Records from a dataset:
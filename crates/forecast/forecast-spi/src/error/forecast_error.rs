//! Forecast error types

use thiserror::Error;

/// Errors that can occur while producing a one-step forecast
#[derive(Error, Debug, Clone, PartialEq)]
pub enum ForecastError {
    /// Fewer usable points than one window plus the minimum history
    #[error("Insufficient data: need at least {required} points, got {actual}")]
    InsufficientData { required: usize, actual: usize },

    /// Every usable value is identical, so min-max scaling is undefined
    #[error("Degenerate series: all {len} values equal {value}, no signal to scale")]
    DegenerateSeries { value: f64, len: usize },

    /// The persisted model is missing or cannot be deserialized
    #[error("Model unavailable at '{path}': {reason}")]
    ModelUnavailable { path: String, reason: String },

    /// The model rejected the window or produced a non-finite value
    #[error(
        "Inference failed for window shape {window_shape:?} over {series_len} points: {reason}"
    )]
    Inference {
        reason: String,
        window_shape: [usize; 3],
        series_len: usize,
    },

    /// Invalid parameter value
    #[error("Invalid parameter '{name}': {reason}")]
    InvalidParameter { name: String, reason: String },

    /// Scaling step used before it was fitted
    #[error("Pipeline step must be fitted before transformation")]
    NotFitted,
}

impl ForecastError {
    /// Whether the caller can recover by collecting more or different data
    pub fn is_data_problem(&self) -> bool {
        matches!(
            self,
            ForecastError::InsufficientData { .. } | ForecastError::DegenerateSeries { .. }
        )
    }
}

**How to complete this task:** Could you set down every line above exactly as written?

**Exercise result:**
filename crates/forecast/forecast-spi/src/error/forecast_error.rs
//! Forecast error types

use thiserror::Error;

/// Errors that can occur while producing a one-step forecast
#[derive(Error, Debug, Clone, PartialEq)]
pub enum ForecastError {
    /// Fewer usable points than one window plus the minimum history
    #[error("Insufficient data: need at least {required} points, got {actual}")]
    InsufficientData { required: usize, actual: usize },

    /// Every usable value is identical, so min-max scaling is undefined
    #[error("Degenerate series: all {len} values equal {value}, no signal to scale")]
    DegenerateSeries { value: f64, len: usize },

    /// The persisted model is missing or cannot be deserialized
    #[error("Model unavailable at '{path}': {reason}")]
    ModelUnavailable { path: String, reason: String },

    /// The model rejected the window or produced a non-finite value
    #[error(
        "Inference failed for window shape {window_shape:?} over {series_len} points: {reason}"
    )]
    Inference {
        reason: String,
        window_shape: [usize; 3],
        series_len: usize,
    },

    /// Invalid parameter value
    #[error("Invalid parameter '{name}': {reason}")]
    InvalidParameter { name: String, reason: String },

    /// Scaling step used before it was fitted
    #[error("Pipeline step must be fitted before transformation")]
    NotFitted,
}

impl ForecastError {
    /// Whether the caller can recover by collecting more or different data
    pub fn is_data_problem(&self) -> bool {
        matches!(
            self,
            ForecastError::InsufficientData { .. } | ForecastError::DegenerateSeries { .. }
        )
    }
}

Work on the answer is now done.